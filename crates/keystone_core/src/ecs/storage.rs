//! # Component Storage
//!
//! Dense, handle-addressed component storage.
//!
//! The storage keeps live values packed:
//! - Values sit in a contiguous array, `[0, len)` is always fully live
//! - Removal swap-moves the last value into the hole
//! - The index map is rewritten for whichever value moved
//!
//! Renderers and physics read [`ComponentStorage::view`] once per frame
//! without any per-element handle indirection.

use std::convert::Infallible;

use super::generator::HandleGenerator;
use super::handle::Handle;
use super::index_map::IndexMap;
use crate::config::StorageConfig;
use crate::error::{fatal, StorageError, StorageResult};

/// Dense storage keyed by handles minted elsewhere.
///
/// This is the building block for per-entity component tables: the
/// owning entity's handle is the key, so at most one value exists per
/// handle.
#[derive(Debug, Clone)]
pub struct DenseStorage<T> {
    /// Live values, densely packed.
    values: Vec<T>,
    /// `handles[i]` owns `values[i]`.
    handles: Vec<Handle>,
    /// Handle to position in `values`.
    index: IndexMap<usize>,
}

impl<T> DenseStorage<T> {
    /// Creates empty storage.
    #[must_use]
    pub fn new() -> Self {
        Self::with_capacity(0)
    }

    /// Creates empty storage with room for `capacity` values.
    #[must_use]
    pub fn with_capacity(capacity: usize) -> Self {
        Self {
            values: Vec::with_capacity(capacity),
            handles: Vec::with_capacity(capacity),
            index: IndexMap::with_capacity(capacity),
        }
    }

    /// Stores a value under a handle.
    ///
    /// # Errors
    ///
    /// - [`StorageError::NullHandle`] for the null handle
    /// - [`StorageError::HandleInUse`] if the handle already has a value
    pub fn insert(&mut self, handle: Handle, value: T) -> StorageResult<()> {
        if !handle.is_valid() {
            return Err(StorageError::NullHandle);
        }
        if self.index.contains(handle) {
            return Err(StorageError::HandleInUse(handle));
        }

        self.index.insert(handle, self.values.len());
        self.values.push(value);
        self.handles.push(handle);
        Ok(())
    }

    /// Removes the value for a handle.
    ///
    /// Returns `None` if the handle has no value. The last value is moved
    /// into the freed position, so positions of other values may change;
    /// their handles keep resolving to them.
    pub fn remove(&mut self, handle: Handle) -> Option<T> {
        let position = self.index.remove(handle)?;
        let last = self.values.len() - 1;

        if position != last {
            let moved = self.handles[last];
            if !self.index.relocate(moved, position) {
                fatal(StorageError::Desynchronized(format!(
                    "handle {moved} at position {last} has no index entry"
                )));
            }
            tracing::trace!(%moved, from = last, to = position, "compacted component");
        }

        self.handles.swap_remove(position);
        Some(self.values.swap_remove(position))
    }

    /// Checks whether a handle has a value.
    #[inline]
    #[must_use]
    pub fn contains(&self, handle: Handle) -> bool {
        self.index.contains(handle)
    }

    /// Returns the current dense position of a handle's value.
    ///
    /// The position changes whenever another value is removed.
    #[inline]
    #[must_use]
    pub fn position_of(&self, handle: Handle) -> Option<usize> {
        self.index.get(handle)
    }

    /// Gets a value by handle.
    #[inline]
    #[must_use]
    pub fn get(&self, handle: Handle) -> Option<&T> {
        let position = self.index.get(handle)?;
        Some(&self.values[position])
    }

    /// Gets a mutable value by handle.
    #[inline]
    pub fn get_mut(&mut self, handle: Handle) -> Option<&mut T> {
        let position = self.index.get(handle)?;
        Some(&mut self.values[position])
    }

    /// Returns the number of live values.
    #[inline]
    #[must_use]
    pub fn len(&self) -> usize {
        self.values.len()
    }

    /// Returns `true` if no value is live.
    #[inline]
    #[must_use]
    pub fn is_empty(&self) -> bool {
        self.values.is_empty()
    }

    /// Returns all live values as one contiguous slice.
    #[inline]
    #[must_use]
    pub fn as_slice(&self) -> &[T] {
        &self.values
    }

    /// Returns all live values as one contiguous mutable slice.
    #[inline]
    pub fn as_mut_slice(&mut self) -> &mut [T] {
        &mut self.values
    }

    /// Returns the owning handles, parallel to [`as_slice`](Self::as_slice).
    #[inline]
    #[must_use]
    pub fn handles(&self) -> &[Handle] {
        &self.handles
    }

    /// Iterates over live values with their handles.
    pub fn iter(&self) -> impl Iterator<Item = (Handle, &T)> {
        self.handles.iter().copied().zip(self.values.iter())
    }

    /// Iterates mutably over live values with their handles.
    pub fn iter_mut(&mut self) -> impl Iterator<Item = (Handle, &mut T)> {
        self.handles.iter().copied().zip(self.values.iter_mut())
    }

    /// Visits every live value in dense order.
    pub fn for_each<F>(&self, mut visit: F)
    where
        F: FnMut(Handle, &T),
    {
        for (handle, value) in self.iter() {
            visit(handle, value);
        }
    }

    /// Drops every value.
    pub fn clear(&mut self) {
        self.values.clear();
        self.handles.clear();
        self.index.clear();
    }

    /// Cross-checks the index map against the dense arrays.
    ///
    /// # Errors
    ///
    /// [`StorageError::Desynchronized`] describing the first disagreement.
    pub fn validate(&self) -> StorageResult<()> {
        if self.values.len() != self.handles.len() || self.index.len() != self.handles.len() {
            return Err(StorageError::Desynchronized(format!(
                "{} values, {} handles, {} index entries",
                self.values.len(),
                self.handles.len(),
                self.index.len()
            )));
        }
        for (position, handle) in self.handles.iter().enumerate() {
            if self.index.get(*handle) != Some(position) {
                return Err(StorageError::Desynchronized(format!(
                    "handle {handle} at position {position} indexed as {:?}",
                    self.index.get(*handle)
                )));
            }
        }
        Ok(())
    }
}

impl<T> Default for DenseStorage<T> {
    fn default() -> Self {
        Self::new()
    }
}

/// Dense storage that mints its own handles.
///
/// This is the add/remove/lookup/iterate contract every component type
/// is stored behind.
///
/// # Example
///
/// ```rust
/// use keystone_core::ComponentStorage;
///
/// let mut lights: ComponentStorage<f32> = ComponentStorage::new();
/// let lamp = lights.add(0.8);
/// let torch = lights.add(0.3);
///
/// assert!(lights.remove(lamp));
/// assert!(!lights.remove(lamp));
/// assert_eq!(lights.get(torch), Some(&0.3));
/// assert_eq!(lights.view(), &[0.3]);
/// ```
#[derive(Debug, Clone)]
pub struct ComponentStorage<T> {
    dense: DenseStorage<T>,
    generator: HandleGenerator,
}

impl<T> ComponentStorage<T> {
    /// Creates empty storage.
    #[must_use]
    pub fn new() -> Self {
        Self::with_capacity(0)
    }

    /// Creates empty storage with room for `capacity` values.
    #[must_use]
    pub fn with_capacity(capacity: usize) -> Self {
        Self {
            dense: DenseStorage::with_capacity(capacity),
            generator: HandleGenerator::new(),
        }
    }

    /// Creates empty storage sized from configuration.
    #[must_use]
    pub fn from_config(config: &StorageConfig) -> Self {
        Self::with_capacity(config.reserve)
    }

    /// Stores a value and returns its new handle.
    pub fn add(&mut self, value: T) -> Handle {
        self.add_tagged(0, 0, value)
    }

    /// Stores a value under a handle carrying `layer` and `flags`.
    pub fn add_tagged(&mut self, layer: u8, flags: u8, value: T) -> Handle {
        match self.try_add_tagged_with(layer, flags, || Ok::<_, Infallible>(value)) {
            Ok(handle) => handle,
            Err(never) => match never {},
        }
    }

    /// Stores the value produced by `make`.
    ///
    /// `make` runs before anything is claimed, so a failure leaves the
    /// storage and the handle sequence untouched.
    ///
    /// # Errors
    ///
    /// Whatever `make` returns.
    pub fn try_add_with<E, F>(&mut self, make: F) -> Result<Handle, E>
    where
        F: FnOnce() -> Result<T, E>,
    {
        self.try_add_tagged_with(0, 0, make)
    }

    fn try_add_tagged_with<E, F>(&mut self, layer: u8, flags: u8, make: F) -> Result<Handle, E>
    where
        F: FnOnce() -> Result<T, E>,
    {
        let value = make()?;
        let handle = self.generator.generate_tagged(layer, flags);
        if let Err(err) = self.dense.insert(handle, value) {
            fatal(err);
        }
        Ok(handle)
    }

    /// Peeks at the handle the next [`add_tagged`](Self::add_tagged) with
    /// the same layer and flags returns.
    #[inline]
    #[must_use]
    pub fn peek_handle(&self, layer: u8, flags: u8) -> Handle {
        self.generator.current_tagged(layer, flags)
    }

    /// Removes a value.
    ///
    /// Returns `true` exactly once per live handle; removing an unknown
    /// or already removed handle returns `false`.
    pub fn remove(&mut self, handle: Handle) -> bool {
        self.take(handle).is_some()
    }

    /// Removes a value and hands it back.
    pub fn take(&mut self, handle: Handle) -> Option<T> {
        let value = self.dense.remove(handle)?;
        self.generator.retire(handle);
        Some(value)
    }

    /// Checks whether a handle is live.
    #[inline]
    #[must_use]
    pub fn contains(&self, handle: Handle) -> bool {
        self.dense.contains(handle)
    }

    /// Gets a value by handle, `None` if it is not live.
    #[inline]
    #[must_use]
    pub fn get(&self, handle: Handle) -> Option<&T> {
        self.dense.get(handle)
    }

    /// Gets a mutable value by handle, `None` if it is not live.
    #[inline]
    pub fn get_mut(&mut self, handle: Handle) -> Option<&mut T> {
        self.dense.get_mut(handle)
    }

    /// Returns every live value as one contiguous slice.
    #[inline]
    #[must_use]
    pub fn view(&self) -> &[T] {
        self.dense.as_slice()
    }

    /// Returns every live value as one contiguous mutable slice.
    #[inline]
    pub fn view_mut(&mut self) -> &mut [T] {
        self.dense.as_mut_slice()
    }

    /// Returns the live handles, parallel to [`view`](Self::view).
    #[inline]
    #[must_use]
    pub fn handles(&self) -> &[Handle] {
        self.dense.handles()
    }

    /// Iterates over live values with their handles.
    pub fn iter(&self) -> impl Iterator<Item = (Handle, &T)> {
        self.dense.iter()
    }

    /// Iterates mutably over live values with their handles.
    pub fn iter_mut(&mut self) -> impl Iterator<Item = (Handle, &mut T)> {
        self.dense.iter_mut()
    }

    /// Visits every live value in dense order.
    pub fn for_each<F>(&self, visit: F)
    where
        F: FnMut(Handle, &T),
    {
        self.dense.for_each(visit);
    }

    /// Returns the number of live values.
    #[inline]
    #[must_use]
    pub fn len(&self) -> usize {
        self.dense.len()
    }

    /// Returns `true` if no value is live.
    #[inline]
    #[must_use]
    pub fn is_empty(&self) -> bool {
        self.dense.is_empty()
    }

    /// Removes every value, retiring all handles.
    pub fn clear(&mut self) {
        for &handle in self.dense.handles() {
            self.generator.retire(handle);
        }
        self.dense.clear();
    }

    /// Cross-checks the index map against the dense arrays.
    ///
    /// # Errors
    ///
    /// [`StorageError::Desynchronized`] describing the first disagreement.
    pub fn validate(&self) -> StorageResult<()> {
        self.dense.validate()
    }
}

impl<T> Default for ComponentStorage<T> {
    fn default() -> Self {
        Self::new()
    }
}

- **Your assignment**: Go through the material above and state how many lines hold the word "contiguous". Give only the number.

- **Response**: 5